Presidente Petro denuncia complot y vincula a general policial retirado por presunta orden de narcotización
Petro denuncia complot y vincula a general policial retirado

Presidente Petro denuncia presunto complot y vincula a general policial retirado

El presidente Gustavo Petro lanzó una grave advertencia pública durante un consejo de ministros realizado en Montería, Córdoba, donde denunció lo que calificó como un presunto complot en su contra que involucraría a un alto oficial de la Policía Nacional. El mandatario reveló detalles alarmantes sobre supuestas instrucciones recibidas por un general al que ordenó retirar de la institución.

Acusaciones específicas sobre narcotización del vehículo presidencial

"Hay un general que ordené retirar de la Policía, tiene una orden extraña, que no le dimos nosotros, de llenar mi carro de narcóticos y evitar mi reunión con Trump. Eso me pone en alerta, porque eso viene desde octubre del año pasado", expresó el jefe de Estado ante su gabinete reunido en el Centro de Convenciones de Montería. Estas declaraciones representan una de las acusaciones más directas realizadas por un presidente colombiano en ejercicio contra un miembro de la fuerza pública.

El oficial identificado es el general Edwin Urrego, quien ha ocupado posiciones estratégicas dentro de la institución policial. Su trayectoria incluye haber sido director de Investigación Criminal e Interpol, comandante de la Policía Metropolitana de Barranquilla y, hasta su retiro, se desempeñaba como comandante de la Policía en Cali. La revelación presidencial conecta este caso con eventos anteriores que involucraron al ministro del Interior.

Contexto del allanamiento a vivienda del ministro Benedetti

Durante el mismo consejo de ministros, el presidente Petro señaló directamente al ministro del Interior, Armando Benedetti, indicando: "Tiene que ver con usted... le allanó su casa, era para eso". Esta referencia alude al allanamiento registrado a mediados de noviembre de 2025 en la vivienda del ministro, ubicada en el sector de Lagos del Caujaral, Puerto Colombia, Atlántico.
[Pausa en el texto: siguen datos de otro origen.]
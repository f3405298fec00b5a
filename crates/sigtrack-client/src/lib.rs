//! # sigtrack-client
//!
//! Client-side counterpart to the sigtrack server: a WebSocket client that
//! subscribes to one `(mask, system)` scope, keeps a local replica of the
//! scope's records, and reconnects with exponential backoff when the
//! transport drops. Every reconnect resubscribes and replaces the replica
//! with the server's fresh snapshot.

#![deny(unsafe_code)]

pub mod backoff;
pub mod client;
pub mod state;

pub use backoff::Backoff;
pub use client::{ClientConfig, ClientEvent, ReconnectingClient};
pub use state::{LocalCache, ReconnectState};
En ese momento, el general Urrego se encontraba al frente de la Policía Metropolitana de Barranquilla, jurisdicción que cubría la zona del procedimiento.

Fuentes dentro de la institución policial han salido en defensa del uniformado, destacando su trayectoria intachable y su enfoque profesional en áreas como inteligencia policial, antinarcóticos y desarticulación de bandas criminales. Según estas mismas fuentes, el general cuenta con más de 217 felicitaciones y 62 condecoraciones a lo largo de su carrera, lo que contrasta marcadamente con las acusaciones presidenciales.
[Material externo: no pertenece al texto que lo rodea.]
//! Axum WebSocket gateway.
//!
//! One reader loop per connection parses inbound frames and drives the
//! subscribe / unsubscribe / ping protocol; a writer task drains the
//! connection's outbound queue into the socket and sends periodic pings.
//! Per-connection faults close that connection only.

use std::sync::Arc;
use std::time::Instant;

use axum::Router;
use axum::extract::State;
use axum::extract::ws::{Message, WebSocket, WebSocketUpgrade};
use axum::response::{IntoResponse, Json};
use axum::routing::get;
use chrono::Utc;
use futures::{SinkExt, StreamExt};
use sigtrack_core::{ClientFrame, ScopeKey, ServerFrame};
use tower_http::cors::CorsLayer;
use tracing::{debug, info, warn};

use crate::config::ServerConfig;
use crate::health::{self, HealthResponse};
use crate::heartbeat::{LivenessOutcome, watch_liveness};
use crate::registry::{ConnectionId, ConnectionRegistry};
use crate::shutdown::ShutdownCoordinator;
use crate::store::{AccessPolicy, ScopeStore};

/// Shared state accessible from Axum handlers.
#[derive(Clone)]
pub struct AppState {
    /// Connection arena and subscription index.
    pub registry: Arc<ConnectionRegistry>,
    /// Read path for `initial_data`.
    pub store: Arc<dyn ScopeStore>,
    /// Permission check for `subscribe`.
    pub access: Arc<dyn AccessPolicy>,
    /// Shutdown fan-out.
    pub shutdown: Arc<ShutdownCoordinator>,
    /// Server configuration.
    pub config: Arc<ServerConfig>,
    /// When the server started.
    pub start_time: Instant,
}

impl AppState {
    /// Assemble gateway state from its collaborators.
    pub fn new(
        config: ServerConfig,
        registry: Arc<ConnectionRegistry>,
        store: Arc<dyn ScopeStore>,
        access: Arc<dyn AccessPolicy>,
    ) -> Self {
        Self {
            registry,
            store,
            access,
            shutdown: Arc::new(ShutdownCoordinator::new()),
            config: Arc::new(config),
            start_time: Instant::now(),
        }
    }
}

/// Build the Axum router with all routes.
pub fn router(state: AppState) -> Router {
    Router::new()
        .route("/ws", get(ws_handler))
        .route("/health", get(health_handler))
        .with_state(state)
        .layer(CorsLayer::permissive())
}

/// Bind and serve until the shutdown coordinator fires.
pub async fn serve(state: AppState) -> anyhow::Result<()> {
    let listener = tokio::net::TcpListener::bind(state.config.bind_addr()).await?;
    info!(addr = %listener.local_addr()?, "sigtrack server listening");
    let token = state.shutdown.token();
    axum::serve(listener, router(state))
        .with_graceful_shutdown(token.cancelled_owned())
        .await?;
    Ok(())
}

/// GET /health
async fn health_handler(State(state): State<AppState>) -> Json<HealthResponse> {
    Json(health::health_check(
        state.start_time,
        state.registry.count(),
        state.registry.scope_count(),
    ))
}

/// GET /ws — WebSocket upgrade.
async fn ws_handler(ws: WebSocketUpgrade, State(state): State<AppState>) -> impl IntoResponse {
    let max_message_size = state.config.max_message_size;
    ws.max_message_size(max_message_size)
        .on_upgrade(move |socket| handle_socket(socket, state))
}

/// Drive one WebSocket connection from accept to close.
async fn handle_socket(socket: WebSocket, state: AppState) {
    if state.registry.count() >= state.config.max_connections {
        warn!(
            limit = state.config.max_connections,
            "connection limit reached, refusing client"
        );
        return;
    }

    let (id, mut rx) = state.registry.accept();
    let Some(connection) = state.registry.get(&id) else {
        return;
    };
    info!(conn_id = %id, "websocket client connected");

    let cancel = state.shutdown.connection_token();
    let (mut ws_tx, mut ws_rx) = socket.split();

    // Writer: outbound queue -> socket, plus periodic protocol pings.
    let writer_cancel = cancel.clone();
    let ping_interval = state.config.heartbeat_interval();
    let writer = tokio::spawn(async move {
        let mut ping = tokio::time::interval(ping_interval);
        ping.tick().await; // consume the immediate first tick
        loop {
            tokio::select! {
                frame = rx.recv() => match frame {
                    Some(text) => {
                        if ws_tx.send(Message::Text(text.as_ref().into())).await.is_err() {
                            break;
                        }
                    }
                    None => break,
                },
                _ = ping.tick() => {
                    if ws_tx.send(Message::Ping(Vec::new().into())).await.is_err() {
                        break;
                    }
                }
                () = writer_cancel.cancelled() => {
                    let _ = ws_tx.send(Message::Close(None)).await;
                    break;
                }
            }
        }
    });

    let mut liveness = tokio::spawn(watch_liveness(
        Arc::clone(&connection),
        state.config.heartbeat_interval(),
        state.config.heartbeat_timeout(),
        cancel.clone(),
    ));

    loop {
        tokio::select! {
            inbound = ws_rx.next() => match inbound {
                Some(Ok(Message::Text(text))) => {
                    connection.mark_alive();
                    handle_frame(&state, &id, text.as_str()).await;
                }
                Some(Ok(Message::Pong(_) | Message::Ping(_))) => connection.mark_alive(),
                Some(Ok(Message::Binary(_))) => {
                    send_frame(&state, &id, &ServerFrame::Error {
                        error: "Invalid message format".into(),
                    });
                }
                Some(Ok(Message::Close(_))) | None => break,
                Some(Err(error)) => {
                    debug!(conn_id = %id, %error, "websocket receive error");
                    break;
                }
            },
            outcome = &mut liveness => {
                if matches!(outcome, Ok(LivenessOutcome::TimedOut)) {
                    warn!(conn_id = %id, "liveness timeout, closing connection");
                }
                break;
            }
        }
    }

    // Tear down this connection's task tree only.
    cancel.cancel();
    state.registry.close(&id);
    let _ = writer.await;
    info!(conn_id = %id, "websocket client disconnected");
}

/// Parse and act on one inbound text frame.
async fn handle_frame(state: &AppState, id: &ConnectionId, text: &str) {
    let frame: ClientFrame = match serde_json::from_str(text) {
        Ok(frame) => frame,
        Err(error) => {
            debug!(conn_id = %id, %error, "malformed inbound frame");
            send_frame(
                state,
                id,
                &ServerFrame::Error {
                    error: "Invalid message format".into(),
                },
            );
            return;
        }
    };

    match frame {
        ClientFrame::Subscribe { mask_id, system_id } => {
            handle_subscribe(state, id, ScopeKey::new(mask_id, system_id)).await;
        }
        ClientFrame::Unsubscribe => {
            let _ = state.registry.unsubscribe(id);
            send_frame(state, id, &ServerFrame::Unsubscribed);
        }
        ClientFrame::Ping => {
            send_frame(
                state,
                id,
                &ServerFrame::Pong {
                    timestamp: Utc::now().timestamp(),
                },
            );
        }
    }
}

/// Honor a subscribe: permission check, index entry, initial data, ack.
async fn handle_subscribe(state: &AppState, id: &ConnectionId, scope: ScopeKey) {
    let user_id = state.registry.get(id).and_then(|conn| conn.user_id());
    if !state.access.has_access(&scope, user_id).await {
        warn!(conn_id = %id, scope = %scope, "subscribe denied");
        send_frame(
            state,
            id,
            &ServerFrame::Error {
                error: "Access denied".into(),
            },
        );
        return;
    }

    if state.registry.subscribe(id, scope.clone()).is_err() {
        return;
    }

    match state.store.query_by_scope(&scope).await {
        Ok(snapshot) => {
            let signatures = snapshot
                .signatures
                .iter()
                .filter_map(|sig| serde_json::to_value(sig).ok())
                .collect();
            let wormholes = snapshot
                .wormholes
                .iter()
                .filter_map(|wh| serde_json::to_value(wh).ok())
                .collect();
            send_frame(
                state,
                id,
                &ServerFrame::InitialData {
                    signatures,
                    wormholes,
                },
            );
        }
        Err(error) => {
            warn!(conn_id = %id, scope = %scope, %error, "failed to load initial data");
            send_frame(
                state,
                id,
                &ServerFrame::Error {
                    error: "Failed to load initial data".into(),
                },
            );
        }
    }

    send_frame(
        state,
        id,
        &ServerFrame::Subscribed {
            mask_id: scope.mask_id,
            system_id: scope.system_id,
        },
    );
}

/// Queue one frame toward a connection, closing it on failure.
fn send_frame(state: &AppState, id: &ConnectionId, frame: &ServerFrame) {
    let json = match serde_json::to_string(frame) {
        Ok(json) => json,
        Err(error) => {
            warn!(%error, "failed to serialize server frame");
            return;
        }
    };
    let shared: Arc<str> = Arc::from(json.as_str());
    if let Err(error) = state.registry.send(id, &shared) {
        debug!(conn_id = %id, %error, "send failed, closing connection");
        state.registry.close(id);
    }
}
Posibles motivaciones detrás de las acusaciones

Otras voces dentro del entorno oficial sugieren que detrás del anuncio presidencial podrían estar operando intereses oscuros interesados en afectar la imagen del oficial. Recordaron que, en distintos cargos de responsabilidad, Urrego lideró operaciones contundentes contra estructuras armadas y redes de narcotráfico, tanto durante su paso por la Dirección de Investigación Criminal como en la Policía Metropolitana de Barranquilla.
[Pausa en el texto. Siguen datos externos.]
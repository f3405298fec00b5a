//! Connection ownership and per-connection send paths.
//!
//! Connections live in one owned table keyed by id; the subscription index
//! stores ids, never handles, so a closed connection can never dangle in a
//! scope entry. `close` is idempotent and also detaches the connection from
//! the index.

use std::sync::Arc;
use std::sync::atomic::{AtomicBool, AtomicU64, Ordering};
use std::time::{Duration, Instant};

use parking_lot::{Mutex, RwLock};
use sigtrack_core::ScopeKey;
use std::collections::HashMap;
use tokio::sync::mpsc;
use tracing::{debug, info};
use uuid::Uuid;

use crate::index::SubscriptionIndex;

/// Opaque connection identifier.
#[derive(Clone, Debug, PartialEq, Eq, Hash, PartialOrd, Ord)]
pub struct ConnectionId(String);

impl ConnectionId {
    fn new() -> Self {
        Self(format!("conn_{}", Uuid::now_v7()))
    }

    /// Build an id from a raw string. Intended for tests and logs replay.
    pub fn from_raw(raw: impl Into<String>) -> Self {
        Self(raw.into())
    }
}

impl std::fmt::Display for ConnectionId {
    fn fmt(&self, f: &mut std::fmt::Formatter<'_>) -> std::fmt::Result {
        write!(f, "{}", self.0)
    }
}

/// Lifecycle of one connection.
#[derive(Clone, Copy, Debug, PartialEq, Eq)]
pub enum ConnectionState {
    Open,
    Closing,
    Closed,
}

/// Why a send failed. Any variant means the connection should be closed.
#[derive(Debug, thiserror::Error, PartialEq, Eq)]
pub enum SendError {
    #[error("connection {0} not found")]
    NotFound(ConnectionId),
    #[error("connection {0} is not open")]
    NotOpen(ConnectionId),
    #[error("send queue full for connection {0}")]
    QueueFull(ConnectionId),
    #[error("send channel closed for connection {0}")]
    ChannelClosed(ConnectionId),
}

/// One connected client. Owned exclusively by the registry.
pub struct Connection {
    /// Registry-assigned identity.
    pub id: ConnectionId,
    tx: mpsc::Sender<Arc<str>>,
    state: Mutex<ConnectionState>,
    user_id: Mutex<Option<i64>>,
    /// When this connection was accepted.
    pub connected_at: Instant,
    is_alive: AtomicBool,
    dropped_frames: AtomicU64,
}

impl Connection {
    fn new(id: ConnectionId, tx: mpsc::Sender<Arc<str>>) -> Self {
        Self {
            id,
            tx,
            state: Mutex::new(ConnectionState::Open),
            user_id: Mutex::new(None),
            connected_at: Instant::now(),
            is_alive: AtomicBool::new(true),
            dropped_frames: AtomicU64::new(0),
        }
    }

    /// Current lifecycle state.
    pub fn state(&self) -> ConnectionState {
        *self.state.lock()
    }

    /// Record the authenticated principal for this connection.
    pub fn set_user(&self, user_id: i64) {
        *self.user_id.lock() = Some(user_id);
    }

    /// The authenticated principal, if any.
    pub fn user_id(&self) -> Option<i64> {
        *self.user_id.lock()
    }

    /// Note inbound activity for the liveness monitor.
    pub fn mark_alive(&self) {
        self.is_alive.store(true, Ordering::Relaxed);
    }

    /// Check and reset the liveness flag. Returns whether any activity was
    /// seen since the previous check.
    pub fn check_alive(&self) -> bool {
        self.is_alive.swap(false, Ordering::Relaxed)
    }

    /// Frames dropped because the send queue was full.
    pub fn dropped_frames(&self) -> u64 {
        self.dropped_frames.load(Ordering::Relaxed)
    }

    /// Connection age.
    pub fn age(&self) -> Duration {
        self.connected_at.elapsed()
    }

    fn try_send(&self, frame: &Arc<str>) -> Result<(), SendError> {
        match self.tx.try_send(Arc::clone(frame)) {
            Ok(()) => Ok(()),
            Err(mpsc::error::TrySendError::Full(_)) => {
                let _ = self.dropped_frames.fetch_add(1, Ordering::Relaxed);
                Err(SendError::QueueFull(self.id.clone()))
            }
            Err(mpsc::error::TrySendError::Closed(_)) => {
                Err(SendError::ChannelClosed(self.id.clone()))
            }
        }
    }
}

/// Owns every live connection and the subscription index.
pub struct ConnectionRegistry {
    connections: RwLock<HashMap<ConnectionId, Arc<Connection>>>,
    index: SubscriptionIndex,
    send_queue: usize,
}

impl ConnectionRegistry {
    /// Create a registry whose connections buffer up to `send_queue`
    /// outbound frames each.
    pub fn new(send_queue: usize) -> Self {
        Self {
            connections: RwLock::new(HashMap::new()),
            index: SubscriptionIndex::new(),
            send_queue,
        }
    }

    /// Register a new connection in state `Open` with no scope. Returns the
    /// id and the receiving end of its outbound frame queue.
    pub fn accept(&self) -> (ConnectionId, mpsc::Receiver<Arc<str>>) {
        let id = ConnectionId::new();
        let (tx, rx) = mpsc::channel(self.send_queue);
        let connection = Arc::new(Connection::new(id.clone(), tx));
        let _ = self.connections.write().insert(id.clone(), connection);
        (id, rx)
    }

    /// Look up a connection handle.
    pub fn get(&self, id: &ConnectionId) -> Option<Arc<Connection>> {
        self.connections.read().get(id).cloned()
    }

    /// Close a connection: mark it `Closing`, detach it from any scope
    /// entry, release its send path, then mark it `Closed`. Safe to call
    /// repeatedly and concurrently with an in-flight broadcast.
    pub fn close(&self, id: &ConnectionId) {
        // Reject new sends and subscribes before touching the index.
        if let Some(connection) = self.get(id) {
            *connection.state.lock() = ConnectionState::Closing;
        }
        // Detach unconditionally: a subscribe racing an earlier close can
        // re-insert an id whose registry entry is already gone, and the next
        // close must sweep it.
        let scope = self.index.unsubscribe(id);
        let Some(connection) = self.connections.write().remove(id) else {
            return;
        };
        *connection.state.lock() = ConnectionState::Closed;
        // Dropping the registry's handle closes the queue once the writer
        // task also drops its receiver.
        info!(conn_id = %id, scope = ?scope.map(|s| s.canonical()), "connection closed");
    }

    /// Deliver a frame to one connection. Any error means the connection is
    /// dead; the caller is expected to `close` it.
    pub fn send(&self, id: &ConnectionId, frame: &Arc<str>) -> Result<(), SendError> {
        let Some(connection) = self.get(id) else {
            return Err(SendError::NotFound(id.clone()));
        };
        if connection.state() != ConnectionState::Open {
            return Err(SendError::NotOpen(id.clone()));
        }
        connection.try_send(frame)
    }

    /// Subscribe a connection to a scope (last subscribe wins).
    pub fn subscribe(&self, id: &ConnectionId, scope: ScopeKey) -> Result<(), SendError> {
        let Some(connection) = self.get(id) else {
            return Err(SendError::NotFound(id.clone()));
        };
        if connection.state() != ConnectionState::Open {
            return Err(SendError::NotOpen(id.clone()));
        }
        debug!(conn_id = %id, scope = %scope, "subscribed");
        self.index.subscribe(id, scope);
        Ok(())
    }

    /// Remove a connection's subscription, if any.
    pub fn unsubscribe(&self, id: &ConnectionId) -> Option<ScopeKey> {
        self.index.unsubscribe(id)
    }

    /// Snapshot of the audience for `scope`.
    pub fn subscribers_of(&self, scope: &ScopeKey) -> Vec<ConnectionId> {
        self.index.subscribers_of(scope)
    }

    /// The scope a connection is watching.
    pub fn scope_of(&self, id: &ConnectionId) -> Option<ScopeKey> {
        self.index.scope_of(id)
    }

    /// Number of live connections.
    pub fn count(&self) -> usize {
        self.connections.read().len()
    }

    /// Number of scopes with at least one subscriber.
    pub fn scope_count(&self) -> usize {
        self.index.scope_count()
    }
}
La cronología presentada por el presidente indica que las supuestas órdenes para afectar su seguridad datarían desde octubre del año pasado, lo que sugiere una planificación prolongada. La mención específica a evitar su reunión con el expresidente estadounidense Donald Trump añade una dimensión internacional a las acusaciones, aunque no se proporcionaron detalles adicionales sobre la naturaleza de esta presunta interferencia.

Este caso representa un nuevo capítulo en las complejas relaciones entre el gobierno actual y sectores de la fuerza pública, generando interrogantes sobre:

  • Los mecanismos de control dentro de las instituciones de seguridad
  • La verificación de las acusaciones presentadas
  • Las posibles investigaciones que deberán adelantarse
  • El impacto en la confianza institucional

La situación ocurre en un contexto político sensible, donde las denuncias de complots y conspiraciones han marcado periódicamente la historia política colombiana. La respuesta institucional de la Policía Nacional y los organismos de control será crucial para determinar el curso de este caso que mezcla acusaciones de narcotización, interferencia en reuniones internacionales y posibles motivaciones políticas.